ORiGAMi - Object Representation through Generative Autoregressive Modelling

| ORiGAMi Paper on Arxiv |

Disclaimer

Please note: This tool is not officially supported or endorsed by MongoDB, Inc. The code is released for use "AS IS" without any warranties of any kind, including, but not limited to its installation, use, or performance. Do not run this tool against critical production systems.

Overview

ORiGAMi is a transformer-based Machine Learning model to directly process semi-structured data such as MongoDB documents or JSON files and make predictions from this data.

Typically, when working with semi-structured data in a Machine Learning context, the data needs to be flattened into a tabular form first. This flattening can be lossy, especially in the presence of arrays and nested objects, and often requires domain expertise to extract meaningful higher-order features from the raw data. This feature extraction step is manual, slow and expensive and doesn't scale well.
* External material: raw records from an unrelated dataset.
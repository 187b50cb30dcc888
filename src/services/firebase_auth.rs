// src/services/firebase_auth.rs
//! `IdentityProvider` backed by the Identity Toolkit v1 REST API.
//!
//! Admin calls authenticate with the service-account access token; password
//! re-verification goes through the public sign-in endpoint and needs the web
//! API key instead.

use async_trait::async_trait;
use reqwest::Client;
use serde::Deserialize;
use serde_json::{json, Map, Value};
use tracing::{debug, error, info, warn};

use super::credentials::AccessTokenSource;
use super::id_token::FirebaseTokenVerifier;
use super::identity::{
    DecodedToken, IdentityProvider, NewAccount, ProfileUpdate, ProviderError, ProviderUserInfo,
    UserPage, UserRecord, MAX_LIST_PAGE_SIZE,
};
use crate::common::helpers::{parse_epoch_millis, safe_email_log};

const IDENTITY_TOOLKIT_API: &str = "https://identitytoolkit.googleapis.com/v1";

#[derive(Debug, Deserialize)]
#[serde(rename_all = "camelCase")]
struct WireProviderInfo {
    provider_id: String,
    #[serde(default)]
    raw_id: Option<String>,
    #[serde(default)]
    email: Option<String>,
    #[serde(default)]
    display_name: Option<String>,
    #[serde(default)]
    photo_url: Option<String>,
}

#[derive(Debug, Deserialize)]
#[serde(rename_all = "camelCase")]
struct WireUser {
    local_id: String,
    #[serde(default)]
    email: Option<String>,
    #[serde(default)]
    display_name: Option<String>,
    #[serde(default)]
    photo_url: Option<String>,
    #[serde(default)]
    email_verified: bool,
    #[serde(default)]
    disabled: bool,
    #[serde(default)]
    created_at: Option<String>,
    #[serde(default)]
    last_login_at: Option<String>,
    /// Claims travel as a JSON document encoded into a string
    #[serde(default)]
    custom_attributes: Option<String>,
    #[serde(default)]
    provider_user_info: Vec<WireProviderInfo>,
}

impl From<WireUser> for UserRecord {
    fn from(wire: WireUser) -> Self {
        let custom_claims = wire
            .custom_attributes
            .as_deref()
            .and_then(|raw| serde_json::from_str::<Map<String, Value>>(raw).ok())
            .unwrap_or_default();

        UserRecord {
            created_at: wire
                .created_at
                .as_deref()
                .and_then(parse_epoch_millis)
                .unwrap_or_default(),
            last_sign_in_at: wire.last_login_at.as_deref().and_then(parse_epoch_millis),
            uid: wire.local_id,
            email: wire.email,
            display_name: wire.display_name,
            photo_url: wire.photo_url,
            email_verified: wire.email_verified,
            disabled: wire.disabled,
            custom_claims,
            provider_data: wire
                .provider_user_info
                .into_iter()
                .map(|info| ProviderUserInfo {
                    uid: info.raw_id.unwrap_or_default(),
                    display_name: info.display_name,
                    email: info.email,
                    photo_url: info.photo_url,
                    provider_id: info.provider_id,
                })
                .collect(),
        }
    }
}

#[derive(Debug, Deserialize)]
#[serde(rename_all = "camelCase")]
struct BatchGetResponse {
    #[serde(default)]
    users: Vec<WireUser>,
    #[serde(default)]
    next_page_token: Option<String>,
}

#[derive(Debug, Deserialize)]
struct LookupResponse {
    #[serde(default)]
    users: Vec<WireUser>,
}

#[derive(Debug, Deserialize)]
#[serde(rename_all = "camelCase")]
struct SignUpResponse {
    local_id: String,
}

#[derive(Debug, Deserialize)]
#[serde(rename_all = "camelCase")]
struct OobResponse {
    oob_link: Option<String>,
}

/// Maps the `error.message` codes the REST API returns.
fn classify_error(status: u16, message: &str, subject: &str) -> ProviderError {
    let code = message.split([' ', ':']).next().unwrap_or(message);
    match code {
        "USER_NOT_FOUND" => ProviderError::UserNotFound(subject.to_string()),
        "INVALID_PASSWORD" | "INVALID_LOGIN_CREDENTIALS" | "EMAIL_NOT_FOUND" => {
            ProviderError::InvalidCredentials
        }
        "EMAIL_EXISTS" | "INVALID_EMAIL" | "WEAK_PASSWORD" | "MISSING_PASSWORD"
        | "INVALID_CLAIMS" | "CLAIMS_TOO_LARGE" | "INVALID_DISPLAY_NAME" | "INVALID_PHOTO_URL" => {
            ProviderError::Rejected(message.to_string())
        }
        _ => ProviderError::Api {
            status,
            message: message.to_string(),
        },
    }
}

#[derive(Clone)]
pub struct FirebaseAuth {
    http: Client,
    tokens: AccessTokenSource,
    verifier: FirebaseTokenVerifier,
    project_id: String,
    web_api_key: Option<String>,
}

impl FirebaseAuth {
    pub fn new(
        http: Client,
        tokens: AccessTokenSource,
        project_id: &str,
        web_api_key: Option<String>,
    ) -> Self {
        Self {
            verifier: FirebaseTokenVerifier::new(http.clone(), project_id),
            http,
            tokens,
            project_id: project_id.to_string(),
            web_api_key,
        }
    }

    fn project_url(&self, action: &str) -> String {
        format!(
            "{}/projects/{}/{}",
            IDENTITY_TOOLKIT_API, self.project_id, action
        )
    }

    /// Authenticated POST; `subject` names the account in error mapping.
    async fn post_admin(&self, action: &str, body: Value, subject: &str) -> Result<Value, ProviderError> {
        let token = self.tokens.access_token().await?;
        let response = self
            .http
            .post(self.project_url(action))
            .bearer_auth(token)
            .json(&body)
            .send()
            .await?;
        Self::read_response(response, subject).await
    }

    async fn read_response(response: reqwest::Response, subject: &str) -> Result<Value, ProviderError> {
        let status = response.status();
        let body: Value = response.json().await.unwrap_or(Value::Null);

        if status.is_success() {
            return Ok(body);
        }

        let message = body["error"]["message"].as_str().unwrap_or("UNKNOWN");
        let err = classify_error(status.as_u16(), message, subject);
        if matches!(err, ProviderError::Api { .. }) {
            error!(http_status = %status, message = %message, "Identity Toolkit request failed");
        }
        Err(err)
    }

    async fn lookup(&self, body: Value, subject: &str) -> Result<UserRecord, ProviderError> {
        let value = self.post_admin("accounts:lookup", body, subject).await?;
        let parsed: LookupResponse = serde_json::from_value(value)
            .map_err(|e| ProviderError::Transport(e.to_string()))?;
        parsed
            .users
            .into_iter()
            .next()
            .map(UserRecord::from)
            .ok_or_else(|| ProviderError::UserNotFound(subject.to_string()))
    }
}

#[async_trait]
impl IdentityProvider for FirebaseAuth {
    async fn verify_id_token(&self, token: &str) -> Result<DecodedToken, ProviderError> {
        self.verifier.verify(token).await
    }

    async fn list_users(
        &self,
        max_results: u32,
        page_token: Option<&str>,
    ) -> Result<UserPage, ProviderError> {
        let token = self.tokens.access_token().await?;
        let max_results = max_results.clamp(1, MAX_LIST_PAGE_SIZE).to_string();

        let mut request = self
            .http
            .get(self.project_url("accounts:batchGet"))
            .bearer_auth(token)
            .query(&[("maxResults", max_results.as_str())]);
        if let Some(page_token) = page_token {
            request = request.query(&[("nextPageToken", page_token)]);
        }

        let value = Self::read_response(request.send().await?, "").await?;
        let parsed: BatchGetResponse = serde_json::from_value(value)
            .map_err(|e| ProviderError::Transport(e.to_string()))?;

        debug!(count = parsed.users.len(), "Fetched user page");
        Ok(UserPage {
            users: parsed.users.into_iter().map(UserRecord::from).collect(),
            next_page_token: parsed.next_page_token.filter(|t| !t.is_empty()),
        })
    }

    async fn get_user(&self, uid: &str) -> Result<UserRecord, ProviderError> {
        self.lookup(json!({ "localId": [uid] }), uid).await
    }

    async fn get_user_by_email(&self, email: &str) -> Result<UserRecord, ProviderError> {
        self.lookup(json!({ "email": [email] }), email).await
    }

    async fn create_user(&self, account: NewAccount) -> Result<String, ProviderError> {
        let mut body = json!({
            "email": account.email,
            "password": account.password,
        });
        if let Some(name) = &account.display_name {
            body["displayName"] = json!(name);
        }

        let value = self.post_admin("accounts", body, &account.email).await?;
        let created: SignUpResponse = serde_json::from_value(value)
            .map_err(|e| ProviderError::Transport(e.to_string()))?;

        info!(uid = %created.local_id, email = %safe_email_log(&account.email), "Account created");
        Ok(created.local_id)
    }

    async fn update_user(&self, uid: &str, update: ProfileUpdate) -> Result<(), ProviderError> {
        if update.is_empty() {
            return Ok(());
        }

        let mut body = json!({ "localId": uid });
        if let Some(name) = update.display_name {
            body["displayName"] = json!(name);
        }
        if let Some(email) = update.email {
            body["email"] = json!(email);
        }
        if let Some(disabled) = update.disabled {
            body["disableUser"] = json!(disabled);
        }
        if let Some(photo_url) = update.photo_url {
            body["photoUrl"] = json!(photo_url);
        }
        if let Some(password) = update.password {
            body["password"] = json!(password);
        }

        self.post_admin("accounts:update", body, uid).await?;
        Ok(())
    }

    async fn set_custom_claims(
        &self,
        uid: &str,
        claims: Map<String, Value>,
    ) -> Result<(), ProviderError> {
        let encoded = Value::Object(claims).to_string();
        self.post_admin(
            "accounts:update",
            json!({ "localId": uid, "customAttributes": encoded }),
            uid,
        )
        .await?;
        info!(uid = %uid, "Custom claims replaced");
        Ok(())
    }

    async fn delete_user(&self, uid: &str) -> Result<(), ProviderError> {
        self.post_admin("accounts:delete", json!({ "localId": uid }), uid)
            .await?;
        info!(uid = %uid, "Account deleted");
        Ok(())
    }

    async fn password_reset_link(&self, email: &str) -> Result<String, ProviderError> {
        let value = self
            .post_admin(
                "accounts:sendOobCode",
                json!({
                    "requestType": "PASSWORD_RESET",
                    "email": email,
                    "returnOobLink": true,
                }),
                email,
            )
            .await?;
        let parsed: OobResponse = serde_json::from_value(value)
            .map_err(|e| ProviderError::Transport(e.to_string()))?;
        parsed
            .oob_link
            .ok_or_else(|| ProviderError::Transport("response carried no link".to_string()))
    }

    async fn verify_password(&self, email: &str, password: &str) -> Result<(), ProviderError> {
        let api_key = self.web_api_key.as_deref().ok_or_else(|| {
            warn!("Password verification requested without FIREBASE_WEB_API_KEY");
            ProviderError::NotConfigured("web API key".to_string())
        })?;

        let response = self
            .http
            .post(format!("{}/accounts:signInWithPassword", IDENTITY_TOOLKIT_API))
            .query(&[("key", api_key)])
            .json(&json!({
                "email": email,
                "password": password,
                "returnSecureToken": false,
            }))
            .send()
            .await?;

        Self::read_response(response, email).await.map(|_| ())
    }
}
ORiGAMi is a transformer model and follows the trend of many other deep learning models by operating directly on the raw data and discovering meaningful features itself. Preprocessing is fully automated (apart from some hyper-parameters that can improve the model performance).

Installation

ORiGAMi requires Python version 3.10 or higher. We recommend using a virtual environment, such as Python's native venv.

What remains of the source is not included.